I love PC gaming and have since childhood, but there are games on console throughout the years that have become some of my favorite gaming memories. I honestly don't see how anyone who is serious about gaming and/or loves great games can not buy into the consoles... I mean, on the PS4 alone there are and will shortly be so many fantastic games that can only be played on there that it would be foolish to not want to try some of the other games on offer out there. Also, if you are going to buy into the PS4 wait until you can buy a PS4 Pro. It's worth it.
 
Having played for more than a few hours I think the biggest problem with the perceived slowness of the game is the long-press hold-to-interact usage that does result in a good deal of dead time. The delay comes from the lack of clear interactivity apart from the circle fill in the bottom corner. A better solution is dynamic animation that shows the character reaching for and performing the respective action on the item or object in analog rather than simply standing there waiting for the animation to trigger, but even Rockstar has their limitations. I assume the failing here was down to the technical budget rather than no one thinking of the obvious.

This is a different phenomenon from the low default sensitivity and high deadzone on the stick that results in a feeling that the player character itself has a slow angular velocity. Turn it up to max and reduce the deadzone setting to lowest and that feeling goes away.

The player controller is far better than the one used for GTA IV and RDR1 and shows how far their engine has come though the result now seems to approximate the movement of the latest Uncharted games... I don’t think Arthur could get much nimbler compared to Marston in the first game who moved like he’d been shot up and left for dead. If it feels like he’s slow it’s because run is now tied completely to the Cross/A button and the stick alone performs two fine gradations of movement. Turn on toggle run and you don’t have to worry about it.

Anyway I think we can look forward to the inevitable PC version for the definitive experience without some of the control limitations of consoles.
 
Anyway I think we can look forward to the inevitable PC version for the definitive experience without some of the control limitations of consoles.

Are there actually people who prefer playing 3rd person games with a KB+M?

Btw, how is the horse riding? I remember the biggest problem I had with RDR1 was that I had to do some insane finger gymnastics to be able to ride, aim, and shoot while on a horse.

Tap A repeatedly to keep up speed, direction of horse with left stick, aim with right... i feel like there was more but riding and shooting on horseback in RDR1 was insanely frustratingly difficult.
 
Are there actually people who prefer playing 3rd person games with a KB+M?

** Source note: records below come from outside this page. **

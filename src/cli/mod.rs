//! Command-line interface for steward.
//!
//! # Commands
//!
//! - `serve` - run the service's update loop (poller + installer) until
//!   Ctrl-C or a handoff to a newly installed release
//! - `check` - run one update check now
//! - `status` - show update flags and installed versions
//! - `request` - ask the installer to apply the available update
//! - `install` - run one installer pass in the foreground
//! - `rollback` - swap the previous installation back into place
//!
//! # Global Options
//!
//! - `--verbose` / `-v`: debug logging
//! - `--quiet` / `-q`: warnings and errors only
//! - `--config` / `-c`: configuration file (default `~/.steward/config.toml`)

mod check;
mod install;
mod request;
mod rollback;
mod serve;
mod status;


use crate::config::StewardConfig;
use crate::metadata::HttpTrustRepository;
use crate::upgrade::UpdateEngine;
use crate::upgrade::fetch::ArtifactFetcher;
use anyhow::Result;
use clap::{Parser, Subcommand};
use std::path::PathBuf;

/// Settings derived from the global flags.
#[derive(Debug, Clone, Default)]
pub struct CliConfig {
    /// Log filter directive, `None` to defer to `RUST_LOG` or the default.
    pub log_level: Option<String>,

    /// Explicit configuration file.
    pub config_path: Option<PathBuf>,
}

impl CliConfig {
    #[must_use]
    pub fn new() -> Self {
        Self::default()
    }
}

#[derive(Parser)]
#[command(
    name = "steward",
    about = "Self-updating service engine",
    version,
    long_about = "steward checks a signed metadata feed for new releases of a service, \
                  installs them on request with verified downloads and automatic rollback, \
                  and hands off to the new process."
)]
pub struct Cli {
    #[command(subcommand)]
    command: Commands,

    /// Enable debug logging
    #[arg(short, long, global = true)]
    verbose: bool,

    /// Only log warnings and errors
    #[arg(short, long, global = true, conflicts_with = "verbose")]
    quiet: bool,

    /// Path to the configuration file
    #[arg(short, long, global = true, env = "STEWARD_CONFIG")]
    config: Option<PathBuf>,
}

#[derive(Subcommand)]
enum Commands {
    /// Run the update loop until shutdown or handoff
    Serve(serve::ServeCommand),

    /// Check for a newer release once
    Check(check::CheckCommand),

    /// Show update flags and installed versions
    Status(status::StatusCommand),

    /// Request installation of the available update
    Request(request::RequestCommand),

    /// Run one installer pass now
    Install(install::InstallCommand),

    /// Restore the previous installation
    Rollback(rollback::RollbackCommand),
}

impl Cli {
    pub async fn execute(self) -> Result<()> {
        let config = self.build_config();
        self.execute_with_config(config).await
    }

    #[must_use]
    pub fn build_config(&self) -> CliConfig {
        let log_level = if self.verbose {
            Some("debug".to_string())
        } else if self.quiet {
            Some("warn".to_string())
        } else {
            None
        };

        CliConfig {
            log_level,
            config_path: self.config.clone(),
        }
    }

    pub async fn execute_with_config(self, config: CliConfig) -> Result<()> {
        match self.command {
            Commands::Serve(cmd) => cmd.execute(config).await,
            Commands::Check(cmd) => cmd.execute(config).await,
            Commands::Status(cmd) => cmd.execute(config).await,
            Commands::Request(cmd) => cmd.execute(config).await,
            Commands::Install(cmd) => cmd.execute(config).await,
            Commands::Rollback(cmd) => cmd.execute(config).await,
        }
    }
}

/// Load the configuration and build the production engine.
async fn load_engine(
    config: &CliConfig,
) -> Result<UpdateEngine<HttpTrustRepository, ArtifactFetcher>> {
    let steward_config = StewardConfig::load(config.config_path.clone()).await?;
    UpdateEngine::from_config(steward_config)
}
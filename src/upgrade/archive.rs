//! Zip extraction for release archives.
//!
//! Every entry is checked before anything is written: an entry whose name
//! would land outside the destination (absolute paths, `..` components) or a
//! symlink entry fails the whole archive with
//! [`StewardError::PathTraversal`] and the destination stays empty.

use crate::core::StewardError;
use anyhow::{Context, Result};
use std::fs::File;
use std::io;
use std::path::{Path, PathBuf};
use tracing::{debug, info};
use zip::ZipArchive;

/// One validated archive entry.
#[derive(Debug, Clone)]
struct PlannedEntry {
    index: usize,
    relative: PathBuf,
    is_dir: bool,
    mode: Option<u32>,
}

/// Extracts verified release archives.
pub struct ArchiveExtractor;

impl ArchiveExtractor {
    /// Extract `archive` into `destination`, returning the number of files written.
    ///
    /// `destination` is created if needed and is expected to be a fresh
    /// directory; the caller renames it into place afterwards.
    pub async fn extract(archive: &Path, destination: &Path) -> Result<usize> {
        let archive = archive.to_path_buf();
        let destination = destination.to_path_buf();
        tokio::task::spawn_blocking(move || extract_blocking(&archive, &destination))
            .await
            .with_context(|| "Archive extraction task panicked")?
    }

    /// Names of the entries in `archive`, after traversal validation.
    pub async fn list(archive: &Path) -> Result<Vec<PathBuf>> {
        let archive = archive.to_path_buf();
        tokio::task::spawn_blocking(move || {
            let mut zip = open(&archive)?;
            Ok(plan(&mut zip)?.into_iter().map(|entry| entry.relative).collect())
        })
        .await
        .with_context(|| "Archive listing task panicked")?
    }
}

fn open(archive: &Path) -> Result<ZipArchive<File>> {
    let file = File::open(archive)
        .with_context(|| format!("Failed to open archive: {}", archive.display()))?;
    ZipArchive::new(file).with_context(|| format!("Not a valid zip archive: {}", archive.display()))
}

fn plan(zip: &mut ZipArchive<File>) -> Result<Vec<PlannedEntry>> {
    let mut entries = Vec::with_capacity(zip.len());
    for index in 0..zip.len() {
        let entry = zip.by_index(index).with_context(|| format!("Failed to read archive entry {index}"))?;
        let name = entry.name().to_string();

        if entry.is_symlink() {
            return Err(StewardError::PathTraversal {
                entry: name,
            }
            .into());
        }
        let Some(relative) = entry.enclosed_name() else {
            return Err(StewardError::PathTraversal {
                entry: name,
            }
            .into());
        };
        if relative.as_os_str().is_empty() {
            continue;
        }

        entries.push(PlannedEntry {
            index,
            relative,
            is_dir: entry.is_dir(),
            mode: entry.unix_mode(),
        });
    }
    Ok(entries)
}

fn extract_blocking(archive: &Path, destination: &Path) -> Result<usize> {
    let mut zip = open(archive)?;
    let entries = plan(&mut zip)?;

    std::fs::create_dir_all(destination).with_context(|| {
        format!("Failed to create extraction directory: {}", destination.display())
    })?;

    let mut written = 0usize;
    for planned in &entries {
        let target = destination.join(&planned.relative);
        if planned.is_dir {
            std::fs::create_dir_all(&target)
                .with_context(|| format!("Failed to create directory: {}", target.display()))?;
            continue;
        }

        if let Some(parent) = target.parent() {
            std::fs::create_dir_all(parent)
                .with_context(|| format!("Failed to create directory: {}", parent.display()))?;
        }

        let mut entry = zip
            .by_index(planned.index)
            .with_context(|| format!("Failed to read archive entry {}", planned.relative.display()))?;
        let mut out = File::create(&target)
            .with_context(|| format!("Failed to create file: {}", target.display()))?;
        io::copy(&mut entry, &mut out)
            .with_context(|| format!("Failed to extract: {}", planned.relative.display()))?;
        out.sync_all()?;

        #[cfg(unix)]
        {
            use std::os::unix::fs::PermissionsExt;
            if let Some(mode) = planned.mode {
                std::fs::set_permissions(&target, std::fs::Permissions::from_mode(mode & 0o7777))
                    .with_context(|| format!("Failed to set permissions on {}", target.display()))?;
            }
        }

        debug!(entry = %planned.relative.display(), "Extracted");
        written += 1;
    }

    info!(archive = %archive.display(), files = written, "Archive extracted");
    Ok(written)
}
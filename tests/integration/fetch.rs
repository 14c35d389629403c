use crate::common::{Served, TestServer};
use std::time::Duration;
use axum::http::StatusCode;
use steward::config::CredentialSource;
use steward::constants::METADATA_FETCH_RETRIES;
use steward::core::{StewardError, find_steward_error};
use steward::upgrade::auth::TokenProvider;
use steward::upgrade::fetch::ArtifactFetcher;
use steward::upgrade::shutdown::{self, Shutdown};
use steward::utils::http::get_bytes;
use tempfile::TempDir;

fn fetcher(credentials: CredentialSource, base_url: Option<String>) -> ArtifactFetcher {
    let client = reqwest::Client::new();
    let timeout = Duration::from_secs(10);
    ArtifactFetcher::new(client.clone(), TokenProvider::new(credentials, client, timeout), base_url, timeout)
}

#[tokio::test]
async fn test_download_writes_caller_path() {
    let temp = TempDir::new().unwrap();
    let server = TestServer::start().await.unwrap();
    server.publish("/releases/svc.zip", b"artifact-bytes".to_vec());

    let local = temp.path().join("staging").join("svc.zip");
    let staged = fetcher(CredentialSource::None, None)
        .download(&server.url("/releases/svc.zip"), &local, &Shutdown::never())
        .await
        .unwrap();

    assert_eq!(staged.path, local);
    assert_eq!(staged.bytes_written, 14);
    assert_eq!(std::fs::read(&local).unwrap(), b"artifact-bytes");
    assert_eq!(server.authorizations(), vec![None]);
}

#[tokio::test]
async fn test_content_disposition_names_file() {
    let temp = TempDir::new().unwrap();
    let server = TestServer::start().await.unwrap();
    server.publish_with(
        "/download",
        Served {
            body: b"zip".to_vec(),
            content_disposition: Some(r#"attachment; filename="../svc-2024.zip""#.to_string()),
            delay: None,
            status: None,
        },
    );

    let staged = fetcher(CredentialSource::None, Some(server.url("/")))
        .download("download", &temp.path().join("fallback.zip"), &Shutdown::never())
        .await
        .unwrap();

    assert_eq!(staged.path, temp.path().join("svc-2024.zip"));
    assert!(!temp.path().join("fallback.zip").exists());
}

#[tokio::test]
async fn test_bearer_token_sent() {
    let temp = TempDir::new().unwrap();
    let server = TestServer::start().await.unwrap();
    server.publish("/a.zip", b"a".to_vec());

    let credentials = CredentialSource::Token {
        value: "secret-token".to_string(),
    };
    fetcher(credentials, None)
        .download(&server.url("/a.zip"), &temp.path().join("a.zip"), &Shutdown::never())
        .await
        .unwrap();

    assert_eq!(server.authorizations(), vec![Some("Bearer secret-token".to_string())]);
}

#[tokio::test]
async fn test_not_found_is_http_status() {
    let temp = TempDir::new().unwrap();
    let server = TestServer::start().await.unwrap();
    let local = temp.path().join("missing.zip");

    let err = fetcher(CredentialSource::None, None)
        .download(&server.url("/missing.zip"), &local, &Shutdown::never())
        .await
        .unwrap_err();

    match find_steward_error(&err) {
        Some(StewardError::HttpStatus {
            status,
            ..
        }) => assert_eq!(*status, 404),
        other => panic!("expected HttpStatus, got {other:?}"),
    }
    assert!(!local.exists());
}

#[tokio::test]
async fn test_shutdown_cancels_download() {
    let temp = TempDir::new().unwrap();
    let server = TestServer::start().await.unwrap();
    server.publish_with(
        "/slow.zip",
        Served {
            body: b"late".to_vec(),
            content_disposition: None,
            delay: Some(Duration::from_secs(30)),
            status: None,
        },
    );

    let (handle, listener) = shutdown::channel();
    let local = temp.path().join("slow.zip");
    let fetcher = fetcher(CredentialSource::None, None);
    let url = server.url("/slow.zip");
    let download = fetcher.download(&url, &local, &listener);

    let trigger = async {
        tokio::time::sleep(Duration::from_millis(100)).await;
        handle.trigger();
    };
    let (result, ()) = tokio::time::timeout(Duration::from_secs(5), async { tokio::join!(download, trigger) })
        .await
        .expect("cancellation should be prompt");

    let err = result.unwrap_err();
    assert!(matches!(find_steward_error(&err), Some(StewardError::Cancelled { .. })));
    assert!(!local.exists());
}

#[tokio::test]
async fn test_relative_locator_without_base_is_config_error() {
    let temp = TempDir::new().unwrap();
    let err = fetcher(CredentialSource::None, None)
        .download("releases/svc.zip", &temp.path().join("svc.zip"), &Shutdown::never())
        .await
        .unwrap_err();
    assert!(matches!(find_steward_error(&err), Some(StewardError::ConfigError { .. })));
}

#[tokio::test]
async fn test_metadata_get_retries_server_errors() {
    let server = TestServer::start().await.unwrap();
    server.publish_with(
        "/metadata/targets.json",
        Served {
            status: Some(StatusCode::SERVICE_UNAVAILABLE),
            ..Served::default()
        },
    );

    let err = get_bytes(
        &reqwest::Client::new(),
        &server.url("/metadata/targets.json"),
        "targets metadata refresh",
        Duration::from_secs(10),
    )
    .await
    .unwrap_err();

    assert!(matches!(
        find_steward_error(&err),
        Some(StewardError::HttpStatus { status: 503, .. })
    ));
    assert_eq!(server.request_count(), METADATA_FETCH_RETRIES + 1);
}

#[tokio::test]
async fn test_metadata_get_does_not_retry_not_found() {
    let server = TestServer::start().await.unwrap();

    let err = get_bytes(
        &reqwest::Client::new(),
        &server.url("/metadata/1.root.json"),
        "root metadata download",
        Duration::from_secs(10),
    )
    .await
    .unwrap_err();

    assert!(matches!(
        find_steward_error(&err),
        Some(StewardError::HttpStatus { status: 404, .. })
    ));
    assert_eq!(server.request_count(), 1);
}
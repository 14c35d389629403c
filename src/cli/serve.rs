use super::{CliConfig, load_engine};
use crate::upgrade::ServeExit;
use crate::upgrade::shutdown;
use anyhow::Result;
use clap::Args;
use colored::Colorize;
use tracing::{info, warn};

#[derive(Args, Debug)]
pub struct ServeCommand {}

impl ServeCommand {
    pub async fn execute(self, config: CliConfig) -> Result<()> {
        let engine = load_engine(&config).await?;
        let (handle, listener) = shutdown::channel();

        tokio::spawn(async move {
            match tokio::signal::ctrl_c().await {
                Ok(()) => {
                    info!("Shutdown requested");
                    handle.trigger();
                }
                Err(e) => warn!("Cannot listen for Ctrl-C: {e}"),
            }
        });

        match engine.serve(listener).await? {
            ServeExit::Stopped => {
                info!("Stopped");
            }
            ServeExit::HandedOff(outcome) => {
                let pid = outcome.successor_pid.map_or_else(|| "?".to_string(), |p| p.to_string());
                println!(
                    "{}",
                    format!("Installed {} and handed off to process {pid}", outcome.version).green()
                );
            }
        }
        Ok(())
    }
}
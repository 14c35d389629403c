//! Release descriptors: the `{service}-index.json` target.
//!
//! The target is a JSON object keyed by service name:
//!
//! ```json
//! {
//!   "general-service": {
//!     "bytes": "1048576",
//!     "path": "https://storage.example.com/releases/general-service-2024.01.01.00.00.00.zip",
//!     "hashes": {"sha256": "9f86d081884c7d659a2feaa0c55ad015a3bf4f1b2b0b822cd15d6c15b0f00a08"},
//!     "version": "2024.01.01.00.00.00",
//!     "release-date": "2024.01.01.00.00.00"
//!   }
//! }
//! ```

use crate::core::StewardError;
use anyhow::{Context, Result};
use serde::{Deserialize, Serialize};
use std::collections::BTreeMap;
use std::path::Path;

/// Hashes published for an artifact.
#[derive(Debug, Clone, PartialEq, Eq, Serialize, Deserialize)]
pub struct ArtifactHashes {
    pub sha256: String,
}

/// One service's release as published in the index target.
#[derive(Debug, Clone, PartialEq, Eq, Serialize, Deserialize)]
pub struct ReleaseDescriptor {
    /// Service the descriptor was keyed under.
    #[serde(skip)]
    pub service: String,

    /// Artifact size in bytes, published as a decimal string.
    #[serde(default)]
    pub bytes: String,

    /// Remote locator of the artifact: absolute URL or path under the artifact base URL.
    pub path: String,

    pub hashes: ArtifactHashes,

    /// Opaque version label; names the installed version.
    pub version: String,

    /// Release timestamp in the configured version layout.
    #[serde(rename = "release-date", default)]
    pub release_date: String,
}

impl ReleaseDescriptor {
    /// Declared artifact size, when the descriptor carries a parsable one.
    pub fn size_bytes(&self) -> Option<u64> {
        self.bytes.trim().parse().ok()
    }

    /// Expected artifact hash in lowercase hex.
    pub fn sha256(&self) -> String {
        self.hashes.sha256.to_ascii_lowercase()
    }

    /// Timestamp used for newer-than comparisons: the release date, or the
    /// version label when no release date is published.
    pub fn release_timestamp(&self) -> &str {
        if self.release_date.trim().is_empty() { &self.version } else { &self.release_date }
    }

    fn validate(&self) -> Result<(), StewardError> {
        let invalid = |reason: String| StewardError::DescriptorParseError {
            service: self.service.clone(),
            reason,
        };
        let hash = &self.hashes.sha256;
        if hash.len() != 64 || !hash.chars().all(|c| c.is_ascii_hexdigit()) {
            return Err(invalid(format!("sha256 '{hash}' is not 64 hex characters")));
        }
        if self.path.trim().is_empty() {
            return Err(invalid("artifact path is empty".to_string()));
        }
        if self.version.trim().is_empty() {
            return Err(invalid("version is empty".to_string()));
        }
        if !self.bytes.trim().is_empty() && self.size_bytes().is_none() {
            return Err(invalid(format!("bytes '{}' is not a number", self.bytes)));
        }
        Ok(())
    }
}

/// Parse index bytes and pick the entry for `service`.
pub fn parse_descriptor(bytes: &[u8], service: &str) -> Result<ReleaseDescriptor> {
    let mut entries: BTreeMap<String, ReleaseDescriptor> =
        serde_json::from_slice(bytes).map_err(|e| StewardError::DescriptorParseError {
            service: service.to_string(),
            reason: e.to_string(),
        })?;

    let mut descriptor = entries.remove(service).ok_or_else(|| {
        StewardError::DescriptorNotFound {
            service: service.to_string(),
        }
    })?;
    descriptor.service = service.to_string();
    descriptor.validate()?;
    Ok(descriptor)
}

/// Read the index file at `path`, then parse it.
pub async fn load_descriptor(path: &Path, service: &str) -> Result<ReleaseDescriptor> {
    let bytes = tokio::fs::read(path)
        .await
        .with_context(|| format!("Failed to read descriptor file: {}", path.display()))?;
    parse_descriptor(&bytes, service)
        .with_context(|| format!("Failed to parse descriptor file: {}", path.display()))
}
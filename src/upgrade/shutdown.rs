//! Cooperative shutdown signal shared by the poller, the installer, and
//! in-flight downloads.

use tokio::sync::watch;

/// Sending half; triggering it stops every [`Shutdown`] listener.
#[derive(Debug, Clone)]
pub struct ShutdownHandle {
    sender: watch::Sender<bool>,
}

/// Receiving half, cheap to clone into tasks.
#[derive(Debug, Clone)]
pub struct Shutdown {
    receiver: watch::Receiver<bool>,
}

/// Create a connected handle and listener.
pub fn channel() -> (ShutdownHandle, Shutdown) {
    let (sender, receiver) = watch::channel(false);
    (
        ShutdownHandle {
            sender,
        },
        Shutdown {
            receiver,
        },
    )
}

impl ShutdownHandle {
    pub fn trigger(&self) {
        // Ignore the error when every listener is already gone.
        let _ = self.sender.send(true);
    }

    pub fn subscribe(&self) -> Shutdown {
        Shutdown {
            receiver: self.sender.subscribe(),
        }
    }
}

impl Shutdown {
    /// A listener that never fires.
    pub fn never() -> Self {
        let (_, receiver) = watch::channel(false);
        Self {
            receiver,
        }
    }

    pub fn is_triggered(&self) -> bool {
        *self.receiver.borrow()
    }

    /// Resolve once shutdown has been triggered. Pends forever if the handle
    /// was dropped without triggering.
    pub async fn wait(&mut self) {
        if self.receiver.wait_for(|triggered| *triggered).await.is_err() {
            std::future::pending::<()>().await;
        }
    }
}
//! Atomic file writes.
//!
//! Every durable record the updater owns (status flags, installation record,
//! trusted root metadata) is replaced whole: content goes to a temporary file
//! in the destination directory, is synced, and is then renamed over the
//! target. Readers in other processes see either the old or the new file,
//! never a torn write.

use crate::utils::fs::dirs::ensure_dir;
use anyhow::{Context, Result};
use serde::Serialize;
use std::io::Write;
use std::path::Path;

/// Atomically replace `path` with `content`.
///
/// The temporary file is created next to the target so the final rename
/// never crosses a filesystem boundary. Two concurrent writers each get their
/// own temporary file; the last rename wins.
pub fn atomic_write(path: &Path, content: &[u8]) -> Result<()> {
    let parent = match path.parent() {
        Some(parent) if !parent.as_os_str().is_empty() => parent,
        _ => Path::new("."),
    };
    ensure_dir(parent)?;

    let mut temp = tempfile::Builder::new()
        .prefix(".steward-")
        .suffix(".tmp")
        .tempfile_in(parent)
        .with_context(|| format!("Failed to create temp file in: {}", parent.display()))?;

    temp.write_all(content)
        .with_context(|| format!("Failed to write temp file for: {}", path.display()))?;
    temp.as_file().sync_all().with_context(|| "Failed to sync file to disk")?;

    temp.persist(path)
        .map_err(|e| e.error)
        .with_context(|| format!("Failed to rename temp file to: {}", path.display()))?;

    Ok(())
}

/// Serialize `value` as pretty JSON and write it atomically.
pub fn atomic_write_json<T: Serialize>(path: &Path, value: &T) -> Result<()> {
    let mut content = serde_json::to_vec_pretty(value)
        .with_context(|| format!("Failed to serialize JSON for: {}", path.display()))?;
    content.push(b'\n');
    atomic_write(path, &content)
}

#[cfg(test)]
mod tests {
    use super::*;
    use tempfile::TempDir;

    #[test]
    fn test_atomic_write_creates_parent_dirs() {
        let temp = TempDir::new().unwrap();
        let target = temp.path().join("nested").join("deeper").join("file.json");

        atomic_write(&target, b"{}").unwrap();

        assert_eq!(std::fs::read(&target).unwrap(), b"{}");
    }

    #[test]
    fn test_atomic_write_replaces_and_leaves_no_temp_files() {
        let temp = TempDir::new().unwrap();
        let target = temp.path().join("status.json");

        atomic_write(&target, b"first").unwrap();
        atomic_write(&target, b"second").unwrap();

        assert_eq!(std::fs::read_to_string(&target).unwrap(), "second");
        let leftovers: Vec<_> = std::fs::read_dir(temp.path())
            .unwrap()
            .filter_map(|e| e.ok())
            .filter(|e| e.file_name().to_string_lossy().ends_with(".tmp"))
            .collect();
        assert!(leftovers.is_empty(), "temp files left behind: {leftovers:?}");
    }

    #[test]
    fn test_atomic_write_json_is_pretty() {
        let temp = TempDir::new().unwrap();
        let target = temp.path().join("value.json");

        atomic_write_json(&target, &serde_json::json!({"a": 1})).unwrap();

        let content = std::fs::read_to_string(&target).unwrap();
        assert!(content.contains("\"a\": 1"));
        assert!(content.ends_with('\n'));
    }
}
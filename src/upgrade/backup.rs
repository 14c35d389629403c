use super::installation::InstallLayout;
use crate::core::StewardError;
use crate::utils::fs::{ensure_dir, remove_dir_if_exists, rename_if_exists};
use anyhow::{Context, Result};
use tokio::fs;
use tracing::{debug, info, warn};

/// Rotates installation slots around an install.
///
/// `BackupManager` owns the moves between `active/`, `previous/`, and
/// `retired/` so that at every instant at least one complete installation
/// exists on disk. All moves are renames within the installation root, so a
/// slot is either fully present or absent.
///
/// # Rotation
///
/// Before an install:
///
/// 1. a stale `retired/` (from an unconfirmed earlier handoff) is removed
/// 2. `previous/` is moved to `retired/`
/// 3. `active/` is moved to `previous/`
///
/// After the successor confirms its startup, [`cleanup_retired`] deletes
/// `retired/`, which leaves exactly one rollback generation.
///
/// If the install fails before handoff, [`restore`] reverses the rotation.
///
/// [`cleanup_retired`]: BackupManager::cleanup_retired
/// [`restore`]: BackupManager::restore
///
/// # Examples
///
/// ```rust,no_run
/// use steward::upgrade::backup::BackupManager;
/// use steward::upgrade::installation::InstallLayout;
///
/// # async fn example() -> anyhow::Result<()> {
/// let backups = BackupManager::new(InstallLayout::new("/srv/svc"));
///
/// backups.create_backup().await?;
/// // ... extract the new release into active/ ...
/// let install_failed = false;
/// if install_failed {
///     backups.restore().await?;
/// }
/// # Ok(())
/// # }
/// ```
#[derive(Debug, Clone)]
pub struct BackupManager {
    layout: InstallLayout,
}

impl BackupManager {
    pub fn new(layout: InstallLayout) -> Self {
        Self {
            layout,
        }
    }

    pub fn layout(&self) -> &InstallLayout {
        &self.layout
    }

    /// Move the current installation into `previous/`.
    ///
    /// Returns `false` when there was no active installation to back up
    /// (first install).
    pub async fn create_backup(&self) -> Result<bool> {
        let active = self.layout.active_dir();
        let previous = self.layout.previous_dir();
        let retired = self.layout.retired_dir();

        ensure_dir(self.layout.root())?;

        if remove_dir_if_exists(&retired).await? {
            debug!("Removed stale retired installation at {:?}", retired);
        }
        if rename_if_exists(&previous, &retired).await? {
            debug!("Retired previous installation to {:?}", retired);
        }

        if !fs::try_exists(&active).await.unwrap_or(false) {
            info!("No active installation to back up");
            return Ok(false);
        }

        info!("Backing up active installation to {:?}", previous);
        fs::rename(&active, &previous)
            .await
            .with_context(|| format!("Failed to move {} to {}", active.display(), previous.display()))?;
        Ok(true)
    }

    /// Put `previous/` back into `active/` and `retired/` back into `previous/`.
    ///
    /// Retries a few times; some platforms hold directories briefly after a
    /// failed extraction.
    pub async fn restore(&self) -> Result<()> {
        let previous = self.layout.previous_dir();
        if !fs::try_exists(&previous).await.unwrap_or(false) {
            return Err(StewardError::NoBackup {
                path: previous.display().to_string(),
            }
            .into());
        }

        warn!("Restoring installation from {:?}", previous);

        let mut attempts = 0;
        const MAX_ATTEMPTS: u32 = 3;

        loop {
            match self.attempt_restore().await {
                Ok(()) => {
                    info!("Successfully restored previous installation");
                    return Ok(());
                }
                Err(e) if attempts < MAX_ATTEMPTS - 1 => {
                    warn!("Restore attempt {} failed: {}. Retrying...", attempts + 1, e);
                    tokio::time::sleep(tokio::time::Duration::from_millis(200)).await;
                    attempts += 1;
                }
                Err(e) => {
                    return Err(e).with_context(|| {
                        format!(
                            "Failed to restore backup after {MAX_ATTEMPTS} attempts; backup left at {}",
                            previous.display()
                        )
                    });
                }
            }
        }
    }

    async fn attempt_restore(&self) -> Result<()> {
        let active = self.layout.active_dir();
        let previous = self.layout.previous_dir();
        let retired = self.layout.retired_dir();

        // Anything in active/ at this point is the failed new release.
        remove_dir_if_exists(&active).await?;
        fs::rename(&previous, &active)
            .await
            .with_context(|| format!("Failed to move {} to {}", previous.display(), active.display()))?;
        rename_if_exists(&retired, &previous).await?;
        Ok(())
    }

    /// Manual rollback: swap `active/` and `previous/`.
    pub async fn rollback(&self) -> Result<()> {
        let active = self.layout.active_dir();
        let previous = self.layout.previous_dir();
        if !fs::try_exists(&previous).await.unwrap_or(false) {
            return Err(StewardError::NoBackup {
                path: previous.display().to_string(),
            }
            .into());
        }

        let swap = self.layout.staging_dir().join("rollback-swap");
        ensure_dir(&self.layout.staging_dir())?;
        remove_dir_if_exists(&swap).await?;

        let had_active = rename_if_exists(&active, &swap).await?;
        if let Err(e) = fs::rename(&previous, &active).await {
            if had_active {
                // Put the active installation back before reporting.
                fs::rename(&swap, &active).await.with_context(|| {
                    format!("Rollback failed and active installation is parked at {}", swap.display())
                })?;
            }
            return Err(e).with_context(|| {
                format!("Failed to move {} to {}", previous.display(), active.display())
            });
        }
        if had_active {
            fs::rename(&swap, &previous).await.with_context(|| {
                format!("Failed to move {} to {}", swap.display(), previous.display())
            })?;
        }

        info!("Rolled back to previous installation");
        Ok(())
    }

    /// Delete the version-before-previous once a handoff is confirmed.
    pub async fn cleanup_retired(&self) -> Result<bool> {
        let retired = self.layout.retired_dir();
        let removed = remove_dir_if_exists(&retired).await?;
        if removed {
            debug!("Cleaned up retired installation at {:?}", retired);
        }
        Ok(removed)
    }

    pub fn backup_exists(&self) -> bool {
        self.layout.previous_dir().exists()
    }
}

Btw, how is the horse riding? I remember the biggest problem I had with RDR1 was that I had to do some insane finger gymnastics to be able to ride, aim, and shoot while on a horse.

Tap A repeatedly to keep up speed, direction of horse with left stick, aim with right... i feel like there was more but riding and shooting on horseback in RDR1 was insanely frustratingly difficult.
You can play in first person, but KB/M shines for camera relative games because the precision and speed of a mouse lets you move in ways far beyond what the game is designed for. Souls combat for example is greatly trivialized by the use of a mouse for the camera despite the keyboard binds being atrocious by default. A shooting heavy game like this becomes something else entirely when you can point-aim, not that dead eye doesn’t do that already if you use it right (toggle and shoot immediately rather than painting unless everyone is lined up in front of you).

That speaks to your issue with riding and gunning, too. I think it’s better now because you don’t have to constantly tap at the rate of a gallop to maintain a decent speed even though top speed on the low-tier horses is slower, and they are way less squirrelly though you can actually run off cliffs or crash on rocks now. But the game has built-in crutches for that with dead eye anyway which lasts you quite a bit with the point and shoot method I’m talking about.
 
Are there actually people who prefer playing 3rd person games with a KB+M?

Btw, how is the horse riding? I remember the biggest problem I had with RDR1 was that I had to do some insane finger gymnastics to be able to ride, aim, and shoot while on a horse.

Tap A repeatedly to keep up speed, direction of horse with left stick, aim with right... i feel like there was more but riding and shooting on horseback in RDR1 was insanely frustratingly difficult.

When I did game on the PC exclusively, I played every game genre imaginable iwth the KB+M, despite having access to various controllers. Perhaps it's all the WoW I've played since the early 2000's, who knows. Something about it just seems right, being able to have all of my shortcuts on hand near WASD, and the pin-point precision of the mouse plus all the buttons on the mouse.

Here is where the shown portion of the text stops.